What if, in the 1930s, a thief had begun to steal Delaware? What if, acre by acre, year after year, the thief stashed the land of Delaware out of sight and out of reach until the entire state was gone? And what if, still avaricious, the thief next purloined the island of Manhattan and the city of Washington, D.C. and started to stake out Miami and Des Moines and Carson City?

Louisiana has suffered such a thievery of land. During the past century water swept away 1,900 square miles of the state’s coastal zone, an area approximately the size of Delaware. And millennium predictions of losing another 500 square miles — more area than Manhattan and these other cities combined — over the next 50 years did not foresee hurricanes Katrina and Rita destroying more than 200 square miles of marsh in a single season.

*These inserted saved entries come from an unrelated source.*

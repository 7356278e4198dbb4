use anchor_lang::prelude::*;

use crate::state::CommitmentRecord;

// `None` when the account was never created or has been closed
pub fn load<T: AccountDeserialize>(info: &AccountInfo) -> Result<Option<T>> {
    if info.owner != &crate::ID || info.data_is_empty() {
        return Ok(None);
    }
    let data = info.try_borrow_data()?;
    Ok(Some(T::try_deserialize(&mut &data[..])?))
}

// a missing participant reads as the zero-valued record
pub fn get(info: &AccountInfo, participant: Pubkey) -> Result<CommitmentRecord> {
    Ok(load::<CommitmentRecord>(info)?.unwrap_or_else(|| CommitmentRecord::vacant(participant)))
}

pub fn remove<'info>(
    record: &mut Account<'info, CommitmentRecord>,
    refund_to: AccountInfo<'info>,
) -> Result<()> {
    record.reset();
    record.close(refund_to)
}
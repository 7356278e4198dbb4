use anchor_lang::prelude::*;

use crate::error::EscrowError;

/// Program-owned account holding every escrowed lamport.
#[account]
#[derive(InitSpace, Default)]
pub struct Vault {
    pub bump: u8,
    pub total_escrowed: u64,
    pub total_fees: u64,
    pub total_forfeited: u64,
    pub total_paid_out: u64,
}

impl Vault {
    pub const SPACE: usize = 8 + Self::INIT_SPACE;

    pub fn record_deposit(&mut self, net: u64, fee: u64) -> Result<()> {
        self.total_escrowed = self
            .total_escrowed
            .checked_add(net)
            .ok_or(EscrowError::MathOverflow)?;
        self.total_fees = self.total_fees.checked_add(fee).ok_or(EscrowError::MathOverflow)?;
        Ok(())
    }

    pub fn record_forfeit(&mut self, amount: u64) -> Result<()> {
        self.release_escrow(amount)?;
        self.total_forfeited = self
            .total_forfeited
            .checked_add(amount)
            .ok_or(EscrowError::MathOverflow)?;
        Ok(())
    }

    pub fn record_payout(&mut self, amount: u64) -> Result<()> {
        self.release_escrow(amount)?;
        self.total_paid_out = self
            .total_paid_out
            .checked_add(amount)
            .ok_or(EscrowError::MathOverflow)?;
        Ok(())
    }

    fn release_escrow(&mut self, amount: u64) -> Result<()> {
        self.total_escrowed = self
            .total_escrowed
            .checked_sub(amount)
            .ok_or(EscrowError::VaultUnderfunded)?;
        Ok(())
    }
}
use anchor_lang::prelude::*;

use crate::error::EscrowError;
use crate::events::{LivenessCheckArmed, LivenessCheckCancelled};
use crate::machine::{LivenessOutcome, WithdrawOutcome};
use crate::state::*;

// next check for a participant last active at `last_checkin_time`
pub fn plan(last_checkin_time: i64, policy: &Policy) -> Result<ScheduleRequest> {
    let deadline = last_checkin_time
        .checked_add(policy.grace_period)
        .ok_or(EscrowError::MathOverflow)?;
    window(deadline, deadline, policy.schedule_slack)
}

// lapsed window nobody executed; reopens at the deadline or now, whichever is later
pub fn plan_recovery(
    record: &CommitmentRecord,
    check: &ScheduledCheck,
    policy: &Policy,
    now: i64,
) -> Result<ScheduleRequest> {
    require!(record.active, EscrowError::InactiveAccount);
    require!(record.balance > 0, EscrowError::NoActiveCommitment);
    require!(!check.is_pending(now), EscrowError::SchedulePending);

    let deadline = record.deadline(policy.grace_period)?;
    window(deadline, deadline.max(now), policy.schedule_slack)
}

fn window(deadline: i64, earliest: i64, slack: i64) -> Result<ScheduleRequest> {
    let latest = earliest
        .checked_add(slack)
        .ok_or(EscrowError::MathOverflow)?;
    Ok(ScheduleRequest {
        deadline,
        earliest,
        latest,
    })
}

pub fn ensure_self_invoked(caller: &Pubkey, is_signer: bool, program_signer: &Pubkey) -> Result<()> {
    require!(is_signer, EscrowError::UnauthorizedCaller);
    require_keys_eq!(*caller, *program_signer, EscrowError::UnauthorizedCaller);
    Ok(())
}

// the call that ran is spent whatever the verdict, only the living get a new one
pub fn apply_liveness(
    check: &mut ScheduledCheck,
    outcome: &LivenessOutcome,
) -> Result<Option<ArmReceipt>> {
    check.consume();
    match outcome {
        LivenessOutcome::Alive { schedule } => Ok(Some(check.arm(*schedule)?)),
        LivenessOutcome::Dormant | LivenessOutcome::Perished { .. } => Ok(None),
    }
}

// a purged commitment must not leave a call behind
pub fn apply_withdrawal(check: &mut ScheduledCheck, outcome: &WithdrawOutcome) -> Option<u64> {
    if outcome.purge {
        check.cancel()
    } else {
        None
    }
}

pub fn announce(participant: Pubkey, request: ScheduleRequest, receipt: ArmReceipt) {
    if let Some(handle) = receipt.cancelled {
        emit!(LivenessCheckCancelled {
            participant,
            handle,
        });
    }

    msg!(
        "liveness check {} armed for {} at {}..={}",
        receipt.handle,
        participant,
        request.earliest,
        request.latest
    );
    emit!(LivenessCheckArmed {
        participant,
        handle: receipt.handle,
        deadline: request.deadline,
        earliest: request.earliest,
        latest: request.latest,
    });
}

pub fn arm_and_announce(
    check: &mut ScheduledCheck,
    participant: Pubkey,
    request: ScheduleRequest,
) -> Result<()> {
    let receipt = check.arm(request)?;
    announce(participant, request, receipt);
    Ok(())
}
pub mod config;
pub use config::*;

pub mod vault;
pub use vault::*;

pub mod commitment;
pub use commitment::*;

pub mod schedule;
pub use schedule::*;
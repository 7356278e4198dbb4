pub mod constants;
pub mod error;
pub mod events;
pub mod instructions;
pub mod ledger;
pub mod machine;
pub mod scheduler;
pub mod state;
pub mod treasury;
pub mod utils;

use anchor_lang::prelude::*;

pub use constants::*;
pub use instructions::*;
pub use state::*;

declare_id!("GxE7Lkj3z1Kepdmrjwu4RZYxPWnryKv2c98P7cKcwV89");

#[program]
pub mod heartbeat {
    use super::*;

    pub fn initialize(ctx: Context<Initialize>, params: EscrowParams) -> Result<()> {
        instructions::initialize(ctx, params)
    }

    pub fn deposit(ctx: Context<Deposit>, amount: u64) -> Result<()> {
        instructions::deposit(ctx, amount)
    }

    pub fn check_in(ctx: Context<CheckIn>) -> Result<()> {
        instructions::check_in(ctx)
    }

    pub fn withdraw(ctx: Context<Withdraw>, amount: u64) -> Result<()> {
        instructions::withdraw(ctx, amount)
    }

    // self-invoked only, see execute_scheduled_check
    pub fn liveness_check(ctx: Context<LivenessCheck>, participant: Pubkey) -> Result<()> {
        instructions::liveness_check(ctx, participant)
    }

    pub fn execute_scheduled_check(
        ctx: Context<ExecuteScheduledCheck>,
        participant: Pubkey,
        handle: u64,
    ) -> Result<()> {
        instructions::execute_scheduled_check(ctx, participant, handle)
    }

    pub fn rearm_liveness_check(ctx: Context<RearmLivenessCheck>, participant: Pubkey) -> Result<()> {
        instructions::rearm_liveness_check(ctx, participant)
    }

    pub fn get_status(ctx: Context<GetStatus>, participant: Pubkey) -> Result<CommitmentStatus> {
        instructions::get_status(ctx, participant)
    }
}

Land Area Change in Coastal Louisiana from 1956 to 2006
(Click for full size)
U.S. Geological Survey

Land Area Change in Coastal Louisiana from 1956 to 2006

dark gray1956 Land
black1956 Water
light grayFastlands: Agricultural, developed, and upland areas surrounded by levees that are generally considered non-wetlands (LOSR, 2002) and that are excluded from calculations of net land area change.
red1956 to 2006 Land Loss*: Based on direct comparison of 1956 and 2006 (modified from Barras and others, 2008).
green1956 to 2006 Land Gain*: Based on direct comparison of 1956 and 2006 (modified from Barras and others, 2008).
white lineBasin Boundary: These boundaries include the shared area between the hydrologic basins defined by CWPPRA (1993) and the boundary of the LCA study (Barras and others, 2003).

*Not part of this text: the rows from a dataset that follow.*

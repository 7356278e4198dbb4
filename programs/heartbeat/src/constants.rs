use anchor_lang::prelude::*;

#[constant]
pub const CONFIG_SEED: &[u8] = b"config";

#[constant]
pub const VAULT_SEED: &[u8] = b"vault";

#[constant]
pub const COMMITMENT_SEED: &[u8] = b"commitment";

#[constant]
pub const SCHEDULED_CHECK_SEED: &[u8] = b"scheduled_check";

/// Seed of the PDA this program signs with when it calls itself.
#[constant]
pub const PROGRAM_SIGNER_SEED: &[u8] = b"program_signer";

// defaults used when a deployment doesn't override them
pub const DEFAULT_GRACE_PERIOD: i64 = 24 * 60 * 60; // 24 hours in seconds
pub const DEFAULT_REQUIRED_CHECKINS: u64 = 100;
pub const DEFAULT_MIN_DEPOSIT: u64 = 5_000_000_000; // 5 SOL in lamports
pub const DEFAULT_PROTOCOL_FEE: u64 = 100_000_000; // 0.1 SOL, taken out of every deposit
pub const DEFAULT_CHECKIN_COOLDOWN: i64 = 60;
pub const DEFAULT_SCHEDULE_SLACK: i64 = 300; // execution window after the deadline
use anchor_lang::prelude::*;
use anchor_lang::solana_program::instruction::Instruction;
use anchor_lang::solana_program::program::invoke_signed;
use anchor_lang::InstructionData;
use crate::constants::*;
use crate::error::*;
use crate::events::*;
use crate::machine::{self, LivenessOutcome};
use crate::program::Heartbeat;
use crate::state::*;
use crate::{ledger, scheduler, treasury, utils};

#[derive(Accounts)]
#[instruction(participant: Pubkey)]
pub struct LivenessCheck<'info> {
    /// CHECK: must be the program signer PDA, verified in the handler so that
    /// any other caller gets `UnauthorizedCaller`
    pub caller: UncheckedAccount<'info>,

    #[account(
        seeds = [CONFIG_SEED],
        bump = config.bump
    )]
    pub config: Account<'info, EscrowConfig>,

    #[account(
        mut,
        seeds = [VAULT_SEED],
        bump = config.vault_bump
    )]
    pub vault: Account<'info, Vault>,

    #[account(
        mut,
        seeds = [COMMITMENT_SEED, participant.as_ref()],
        bump = commitment.bump
    )]
    pub commitment: Account<'info, CommitmentRecord>,

    #[account(
        mut,
        seeds = [SCHEDULED_CHECK_SEED, participant.as_ref()],
        bump = scheduled_check.bump
    )]
    pub scheduled_check: Account<'info, ScheduledCheck>,

    /// CHECK: only receives lamports, pinned to the configured donation address
    #[account(mut, address = config.donation)]
    pub donation: UncheckedAccount<'info>,
}

pub fn liveness_check(ctx: Context<LivenessCheck>, participant: Pubkey) -> Result<()> {
    let caller = &ctx.accounts.caller;
    scheduler::ensure_self_invoked(caller.key, caller.is_signer, &ctx.accounts.config.program_signer)?;

    let now = utils::now()?;
    let policy = ctx.accounts.config.policy;

    let outcome = machine::liveness_check(&mut ctx.accounts.commitment, &policy, now)?;
    let receipt = scheduler::apply_liveness(&mut ctx.accounts.scheduled_check, &outcome)?;

    let verdict = match outcome {
        LivenessOutcome::Dormant => {
            msg!("check and perish: no action for {}", participant);
            Verdict::Dormant
        }
        LivenessOutcome::Alive { schedule } => {
            msg!("check and perish: {} is still alive, rescheduling", participant);
            if let Some(receipt) = receipt {
                scheduler::announce(participant, schedule, receipt);
            }
            Verdict::Alive
        }
        LivenessOutcome::Perished { forfeited } => {
            treasury::forfeit(
                &mut ctx.accounts.vault,
                &ctx.accounts.donation.to_account_info(),
                participant,
                forfeited,
            )?;
            Verdict::Perished
        }
    };

    emit!(LivenessEvaluated {
        participant,
        verdict,
        timestamp: now,
    });

    Ok(())
}

#[derive(Accounts)]
#[instruction(participant: Pubkey)]
pub struct ExecuteScheduledCheck<'info> {
    #[account(
        seeds = [CONFIG_SEED],
        bump = config.bump
    )]
    pub config: Account<'info, EscrowConfig>,

    /// CHECK: this is a PDA that acts as the program's own identity, it signs
    /// the self-invocation below and holds no data
    #[account(
        seeds = [PROGRAM_SIGNER_SEED],
        bump = config.signer_bump
    )]
    pub program_signer: UncheckedAccount<'info>,

    // handed to liveness_check untouched, it validates and writes them
    /// CHECK: validated by liveness_check
    #[account(mut)]
    pub vault: UncheckedAccount<'info>,

    /// CHECK: validated by liveness_check
    #[account(mut)]
    pub commitment: UncheckedAccount<'info>,

    /// CHECK: deserialized in the handler to check the handle and window
    #[account(
        mut,
        seeds = [SCHEDULED_CHECK_SEED, participant.as_ref()],
        bump
    )]
    pub scheduled_check: UncheckedAccount<'info>,

    /// CHECK: validated by liveness_check
    #[account(mut)]
    pub donation: UncheckedAccount<'info>,

    pub executor: Signer<'info>,
    pub heartbeat_program: Program<'info, Heartbeat>,
}

pub fn execute_scheduled_check(
    ctx: Context<ExecuteScheduledCheck>,
    participant: Pubkey,
    handle: u64,
) -> Result<()> {
    let now = utils::now()?;
    {
        let check = ledger::load::<ScheduledCheck>(&ctx.accounts.scheduled_check)?
            .ok_or(EscrowError::ScheduleNotArmed)?;
        check.ensure_executable(handle, now)?;
    }

    msg!(
        "executing liveness check {} for {} on behalf of {}",
        handle,
        participant,
        ctx.accounts.executor.key()
    );

    let accounts = &ctx.accounts;
    let ix = liveness_check_instruction(
        accounts.program_signer.key(),
        accounts.config.key(),
        accounts.vault.key(),
        accounts.commitment.key(),
        accounts.scheduled_check.key(),
        accounts.donation.key(),
        participant,
    );

    let bump = [accounts.config.signer_bump];
    let seeds = &[PROGRAM_SIGNER_SEED, &bump[..]];
    let signer = &[&seeds[..]];

    invoke_signed(
        &ix,
        &[
            accounts.program_signer.to_account_info(),
            accounts.config.to_account_info(),
            accounts.vault.to_account_info(),
            accounts.commitment.to_account_info(),
            accounts.scheduled_check.to_account_info(),
            accounts.donation.to_account_info(),
            accounts.heartbeat_program.to_account_info(),
        ],
        signer,
    )?;
    Ok(())
}

// liveness_check addressed to this program, with the program signer PDA as
// its signing caller
pub fn liveness_check_instruction(
    program_signer: Pubkey,
    config: Pubkey,
    vault: Pubkey,
    commitment: Pubkey,
    scheduled_check: Pubkey,
    donation: Pubkey,
    participant: Pubkey,
) -> Instruction {
    let mut metas = crate::accounts::LivenessCheck {
        caller: program_signer,
        config,
        vault,
        commitment,
        scheduled_check,
        donation,
    }
    .to_account_metas(None);
    metas[0].is_signer = true;

    Instruction {
        program_id: crate::ID,
        accounts: metas,
        data: crate::instruction::LivenessCheck { participant }.data(),
    }
}

#[derive(Accounts)]
#[instruction(participant: Pubkey)]
pub struct RearmLivenessCheck<'info> {
    #[account(
        seeds = [CONFIG_SEED],
        bump = config.bump
    )]
    pub config: Account<'info, EscrowConfig>,

    #[account(
        seeds = [COMMITMENT_SEED, participant.as_ref()],
        bump = commitment.bump
    )]
    pub commitment: Account<'info, CommitmentRecord>,

    #[account(
        mut,
        seeds = [SCHEDULED_CHECK_SEED, participant.as_ref()],
        bump = scheduled_check.bump
    )]
    pub scheduled_check: Account<'info, ScheduledCheck>,

    pub keeper: Signer<'info>,
}

pub fn rearm_liveness_check(ctx: Context<RearmLivenessCheck>, participant: Pubkey) -> Result<()> {
    let now = utils::now()?;
    let policy = ctx.accounts.config.policy;

    let request = scheduler::plan_recovery(
        &ctx.accounts.commitment,
        &ctx.accounts.scheduled_check,
        &policy,
        now,
    )?;

    msg!(
        "{} re-arming lapsed liveness check for {}",
        ctx.accounts.keeper.key(),
        participant
    );
    scheduler::arm_and_announce(&mut ctx.accounts.scheduled_check, participant, request)
}

#[cfg(test)]
mod tests {
    use super::*;
    use anchor_lang::Discriminator;

    #[test]
    fn self_invocation_is_signed_by_program_signer() {
        let (program_signer, _) = Pubkey::find_program_address(&[PROGRAM_SIGNER_SEED], &crate::ID);
        let participant = Pubkey::new_unique();
        let commitment = Pubkey::new_unique();
        let scheduled_check = Pubkey::new_unique();
        let donation = Pubkey::new_unique();

        let ix = liveness_check_instruction(
            program_signer,
            Pubkey::new_unique(),
            Pubkey::new_unique(),
            commitment,
            scheduled_check,
            donation,
            participant,
        );

        assert_eq!(ix.program_id, crate::ID);
        assert_eq!(ix.accounts.len(), 6);

        let caller = &ix.accounts[0];
        assert_eq!(caller.pubkey, program_signer);
        assert!(caller.is_signer);
        assert!(!caller.is_writable);

        // only the caller signs; the ledger accounts are written, never signed
        for meta in &ix.accounts[1..] {
            assert!(!meta.is_signer);
        }
        for (meta, key) in ix.accounts[3..].iter().zip([commitment, scheduled_check, donation]) {
            assert_eq!(meta.pubkey, key);
            assert!(meta.is_writable);
        }
    }

    #[test]
    fn self_invocation_targets_liveness_check_with_participant() {
        let participant = Pubkey::new_unique();
        let ix = liveness_check_instruction(
            Pubkey::new_unique(),
            Pubkey::new_unique(),
            Pubkey::new_unique(),
            Pubkey::new_unique(),
            Pubkey::new_unique(),
            Pubkey::new_unique(),
            participant,
        );

        let discriminator = crate::instruction::LivenessCheck::DISCRIMINATOR;
        assert!(ix.data.starts_with(discriminator));
        assert_eq!(&ix.data[discriminator.len()..], participant.as_ref());
    }
}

Louisiana’s coast, America’s wetlands

Like many a victim of stealthy theft, Louisiana did not detect the extent of its loss until a small decline here, a slight reduction there, coalesced into a crisis the scope of which could not be ignored. And although the address is Louisiana, land loss strikes at interests of national concern.

Since 1990, the Coastal Wetlands Planning, Protection and Restoration Act (CWPPRA) has provided federal funds to support projects combating Louisiana’s land loss. To date CWPPRA has constructed 76 projects. Eighteen projects are currently under construction and 47 additional projects are approved and in the design phase.

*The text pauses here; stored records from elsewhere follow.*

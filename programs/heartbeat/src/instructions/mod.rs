pub mod initialize;
pub use initialize::*;

pub mod commitment;
pub use commitment::*;

pub mod liveness;
pub use liveness::*;

pub mod status;
pub use status::*;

Although small relative to Louisiana’s vast, imperiled landscape, CWPPRA projects protect or restore areas of critical local and national concern. Benefits that CWPPRA projects contribute include

Broken marsh
With no protective feature to buffer the force of Hurricane Katrina, this area of marsh broke into small, isolated patches and was overwhelmed by water.
USDA-NRCS


Intact marsh In contrast, marsh behind a rock barrier remained intact and undamaged through both hurricanes Katrina and Rita.
USDA-NRCS

Saving good earth for the future

“Every piece of land you can save or protect is land you can keep,” says Kirby Verret, a longtime activist for coastal issues. Verret’s heritage as a Houma Indian gives him a distinctive perspective on Louisiana’s environmental problems. “My forefathers understood that if you take care of nature, nature will then take care of you.”

The cards may appear stacked against taking care of nature in coastal Louisiana. Long-term forecasts predict hurricanes increasing in size, frequency and severity, posing an unrelenting threat. Because restored wetlands are subject to the same forces of degradation as are natural wetlands, restoration is an ongoing process, not a static state. And the costs to restore and protect the environment seem continually to rise. Demand for services following recent hurricanes outstrips supply, driving prices up. The cost of fuel, significant in waterborne delivery of materials and in construction processes, spirals upward.

But there are people throughout the coastal region who clamor to express their optimism, to declare the value of CWPPRA projects. “If nothing had been done —” Verret says, and lets the sentence hang, knowing that large expanses of open water now adjoin marshes where nothing was done for too long.

Instead Verret points to places like Lake Boudreaux and Bayou Dularge. “CWPPRA projects in these areas are critical to taking care of the land,” Verret says. “They reduce erosion, halt saltwater intrusion, and strengthen our marshes. The name of our parish, Terrebonne, means good earth. By conserving our land, we can look ahead to passing along our good earth to future generations.”